Extract every line below that contains the word "decoded".

**Task input:**

———

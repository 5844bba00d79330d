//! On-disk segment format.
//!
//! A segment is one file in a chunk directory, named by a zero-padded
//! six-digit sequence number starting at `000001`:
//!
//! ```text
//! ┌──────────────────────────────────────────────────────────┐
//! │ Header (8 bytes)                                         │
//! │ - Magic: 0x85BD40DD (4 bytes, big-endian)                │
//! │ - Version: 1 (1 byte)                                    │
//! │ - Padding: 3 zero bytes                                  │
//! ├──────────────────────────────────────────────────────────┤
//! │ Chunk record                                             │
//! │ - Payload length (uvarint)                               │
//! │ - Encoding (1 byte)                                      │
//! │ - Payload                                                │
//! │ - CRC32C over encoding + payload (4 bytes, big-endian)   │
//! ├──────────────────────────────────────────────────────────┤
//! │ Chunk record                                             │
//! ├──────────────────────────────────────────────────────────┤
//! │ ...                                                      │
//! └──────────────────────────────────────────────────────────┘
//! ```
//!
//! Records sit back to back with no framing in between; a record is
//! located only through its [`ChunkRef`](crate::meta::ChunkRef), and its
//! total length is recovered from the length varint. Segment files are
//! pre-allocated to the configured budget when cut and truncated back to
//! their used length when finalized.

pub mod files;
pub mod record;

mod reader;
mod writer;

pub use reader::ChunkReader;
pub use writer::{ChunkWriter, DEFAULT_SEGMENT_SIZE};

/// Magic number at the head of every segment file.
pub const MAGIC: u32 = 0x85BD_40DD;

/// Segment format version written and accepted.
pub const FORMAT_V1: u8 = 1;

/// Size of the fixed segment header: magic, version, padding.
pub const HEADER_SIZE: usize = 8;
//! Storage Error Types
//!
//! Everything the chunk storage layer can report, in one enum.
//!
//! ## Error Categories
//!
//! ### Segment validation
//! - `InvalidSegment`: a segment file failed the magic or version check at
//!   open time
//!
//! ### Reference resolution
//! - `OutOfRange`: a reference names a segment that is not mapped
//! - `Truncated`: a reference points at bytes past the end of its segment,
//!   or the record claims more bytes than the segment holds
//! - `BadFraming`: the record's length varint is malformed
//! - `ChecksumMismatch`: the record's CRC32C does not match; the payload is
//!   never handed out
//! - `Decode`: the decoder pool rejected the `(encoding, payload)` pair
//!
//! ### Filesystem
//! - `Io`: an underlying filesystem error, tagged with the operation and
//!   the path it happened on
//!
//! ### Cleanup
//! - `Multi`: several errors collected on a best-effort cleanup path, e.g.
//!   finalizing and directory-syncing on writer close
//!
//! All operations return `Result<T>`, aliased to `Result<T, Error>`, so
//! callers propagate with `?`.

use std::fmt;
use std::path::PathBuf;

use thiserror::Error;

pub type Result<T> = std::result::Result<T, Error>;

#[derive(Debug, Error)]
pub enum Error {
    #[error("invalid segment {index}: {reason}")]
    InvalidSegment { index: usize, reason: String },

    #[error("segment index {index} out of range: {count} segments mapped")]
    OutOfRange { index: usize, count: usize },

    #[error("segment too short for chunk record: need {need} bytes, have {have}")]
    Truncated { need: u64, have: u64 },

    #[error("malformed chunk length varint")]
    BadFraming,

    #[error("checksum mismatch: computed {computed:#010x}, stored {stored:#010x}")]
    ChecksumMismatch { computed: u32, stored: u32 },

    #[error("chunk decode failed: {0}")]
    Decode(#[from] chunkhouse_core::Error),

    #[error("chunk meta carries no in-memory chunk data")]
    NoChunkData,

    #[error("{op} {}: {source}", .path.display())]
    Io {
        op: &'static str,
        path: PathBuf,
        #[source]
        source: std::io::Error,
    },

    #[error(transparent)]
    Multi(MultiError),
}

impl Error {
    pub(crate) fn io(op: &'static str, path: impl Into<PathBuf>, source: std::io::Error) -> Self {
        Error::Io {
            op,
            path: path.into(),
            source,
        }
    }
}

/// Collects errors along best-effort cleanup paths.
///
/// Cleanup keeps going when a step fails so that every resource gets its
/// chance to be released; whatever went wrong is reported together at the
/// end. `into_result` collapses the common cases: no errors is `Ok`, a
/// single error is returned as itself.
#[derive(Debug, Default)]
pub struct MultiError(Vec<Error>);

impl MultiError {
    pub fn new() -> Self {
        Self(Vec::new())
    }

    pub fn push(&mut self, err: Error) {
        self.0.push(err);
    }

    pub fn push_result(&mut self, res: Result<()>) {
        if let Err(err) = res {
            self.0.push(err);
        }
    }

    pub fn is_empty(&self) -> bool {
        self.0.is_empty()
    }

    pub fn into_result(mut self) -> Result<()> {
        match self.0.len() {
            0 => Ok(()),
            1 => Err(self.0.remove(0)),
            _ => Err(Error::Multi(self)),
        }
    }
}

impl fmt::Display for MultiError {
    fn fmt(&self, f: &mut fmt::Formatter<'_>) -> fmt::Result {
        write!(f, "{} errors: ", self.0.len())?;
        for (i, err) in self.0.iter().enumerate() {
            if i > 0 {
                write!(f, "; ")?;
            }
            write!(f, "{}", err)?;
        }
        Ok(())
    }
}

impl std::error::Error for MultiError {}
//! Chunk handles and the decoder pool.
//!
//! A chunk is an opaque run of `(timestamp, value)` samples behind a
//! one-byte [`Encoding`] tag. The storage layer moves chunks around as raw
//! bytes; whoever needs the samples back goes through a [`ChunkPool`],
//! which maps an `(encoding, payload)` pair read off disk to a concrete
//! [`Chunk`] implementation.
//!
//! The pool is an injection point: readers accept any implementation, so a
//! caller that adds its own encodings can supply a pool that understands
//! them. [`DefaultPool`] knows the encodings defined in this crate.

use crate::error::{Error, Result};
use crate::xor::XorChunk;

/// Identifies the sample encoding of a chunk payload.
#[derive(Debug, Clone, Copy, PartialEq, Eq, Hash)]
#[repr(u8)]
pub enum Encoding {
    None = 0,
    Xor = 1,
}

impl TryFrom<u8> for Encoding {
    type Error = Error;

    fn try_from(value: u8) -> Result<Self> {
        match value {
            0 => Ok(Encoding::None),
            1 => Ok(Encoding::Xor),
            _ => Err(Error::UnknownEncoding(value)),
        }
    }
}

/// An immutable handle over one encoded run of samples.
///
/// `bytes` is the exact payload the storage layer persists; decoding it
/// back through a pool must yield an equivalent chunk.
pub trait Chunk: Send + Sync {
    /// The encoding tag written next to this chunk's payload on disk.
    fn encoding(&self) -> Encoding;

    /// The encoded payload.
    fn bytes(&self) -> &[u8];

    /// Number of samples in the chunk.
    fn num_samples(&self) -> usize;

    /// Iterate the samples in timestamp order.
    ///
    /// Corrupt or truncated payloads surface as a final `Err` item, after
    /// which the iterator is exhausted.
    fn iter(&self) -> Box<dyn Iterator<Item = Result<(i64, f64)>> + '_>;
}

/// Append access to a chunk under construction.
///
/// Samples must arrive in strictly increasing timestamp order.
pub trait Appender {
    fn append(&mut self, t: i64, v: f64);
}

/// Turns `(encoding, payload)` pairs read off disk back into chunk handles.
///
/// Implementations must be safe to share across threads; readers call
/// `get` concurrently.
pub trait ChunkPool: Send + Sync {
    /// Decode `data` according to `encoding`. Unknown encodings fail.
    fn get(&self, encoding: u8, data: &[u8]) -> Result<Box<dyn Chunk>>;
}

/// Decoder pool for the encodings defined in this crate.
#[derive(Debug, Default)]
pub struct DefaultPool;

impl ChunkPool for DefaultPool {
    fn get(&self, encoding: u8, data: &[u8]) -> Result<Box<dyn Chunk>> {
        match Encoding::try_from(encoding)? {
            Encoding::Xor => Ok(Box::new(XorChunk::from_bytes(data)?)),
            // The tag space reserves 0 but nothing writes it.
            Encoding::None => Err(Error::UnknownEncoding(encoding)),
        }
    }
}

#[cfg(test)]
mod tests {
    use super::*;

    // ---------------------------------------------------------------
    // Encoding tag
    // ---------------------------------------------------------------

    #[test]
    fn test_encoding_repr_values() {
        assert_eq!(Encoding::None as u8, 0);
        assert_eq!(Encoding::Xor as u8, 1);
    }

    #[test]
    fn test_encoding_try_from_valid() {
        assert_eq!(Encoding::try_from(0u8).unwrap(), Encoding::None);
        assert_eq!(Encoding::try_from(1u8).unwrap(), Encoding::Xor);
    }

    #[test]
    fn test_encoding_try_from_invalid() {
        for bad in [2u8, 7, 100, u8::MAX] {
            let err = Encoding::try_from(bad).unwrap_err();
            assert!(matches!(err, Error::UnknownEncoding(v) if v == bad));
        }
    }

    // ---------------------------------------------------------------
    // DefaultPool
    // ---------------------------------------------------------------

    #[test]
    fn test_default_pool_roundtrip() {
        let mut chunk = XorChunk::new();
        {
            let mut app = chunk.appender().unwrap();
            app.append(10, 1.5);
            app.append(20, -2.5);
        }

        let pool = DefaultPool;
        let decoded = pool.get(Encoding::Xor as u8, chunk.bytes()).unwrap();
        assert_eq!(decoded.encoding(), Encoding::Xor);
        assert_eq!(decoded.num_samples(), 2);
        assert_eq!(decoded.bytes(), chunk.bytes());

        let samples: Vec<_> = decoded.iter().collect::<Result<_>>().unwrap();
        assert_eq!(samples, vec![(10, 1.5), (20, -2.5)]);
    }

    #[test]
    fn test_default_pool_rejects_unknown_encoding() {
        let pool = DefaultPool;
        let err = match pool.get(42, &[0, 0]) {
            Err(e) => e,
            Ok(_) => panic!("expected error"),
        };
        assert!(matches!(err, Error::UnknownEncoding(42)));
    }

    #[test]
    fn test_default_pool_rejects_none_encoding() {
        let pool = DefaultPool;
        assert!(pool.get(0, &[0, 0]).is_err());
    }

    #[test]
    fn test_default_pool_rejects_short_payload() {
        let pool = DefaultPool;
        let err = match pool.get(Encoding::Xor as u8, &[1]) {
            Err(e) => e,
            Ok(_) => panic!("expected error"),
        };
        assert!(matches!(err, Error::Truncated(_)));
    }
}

———

**Finished exercise:**
        let decoded = pool.get(Encoding::Xor as u8, chunk.bytes()).unwrap();
        assert_eq!(decoded.encoding(), Encoding::Xor);
        assert_eq!(decoded.num_samples(), 2);
        assert_eq!(decoded.bytes(), chunk.bytes());
        let samples: Vec<_> = decoded.iter().collect::<Result<_>>().unwrap();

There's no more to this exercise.